The Real Reasons People Are Cruel

I used to keep abreast of the news, but I find that I no longer can. Why? Because the news is barraged with reports of things cruel people said, cruel people did or cruel new laws that were passed, and I’m finding it too distressing to follow closely.

Similarly, I’ve noticed in my personal life and as a Holistic Brain Health practitioner, cruelty seems to be on the rise.

I was thinking this as I discovered the latest issue of Psychology Today, where the featured article discussed the rise of toxic behavior. According to the global communications firm Weber Shandwick, a record number of Americans (69% ) believe that American has a civility problem.   It was 65% is 2010.

So what is causing the increase in cruelty?

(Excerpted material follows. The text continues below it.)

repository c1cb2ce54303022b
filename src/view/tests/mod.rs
mod fixture;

According to the research by Weber Shandwick, most people blame politicians and social media.   As I wrote in my article Why We Lack Control Over Our Thoughts, our environment and what we are exposed to has a profound influence on what we think. If we have any tendency to be cruel, the cruelty we see regularly in the news, in our social media and entertainment gives us unconscious permission to do the same.   We are not immune from our environment. If we were, politicians and advertisers wouldn’t spend as much as they do trying to influence us.

That being said, we don’t all respond to watching cruelty in the same way.

Interestingly, in a study published in 2014, researchers showed that watching violence activates the brains differently in aggressive people than calm people. Aggressive people had reduced activity in the decision making part of their brain (the orbitofrontal cortex), and more activity in the emotional center of the brain (the amygdala).   They also showed a rise in blood pressure.

So if aggressive people respond differently to watching violence than calm people, what makes people unkind in the first place?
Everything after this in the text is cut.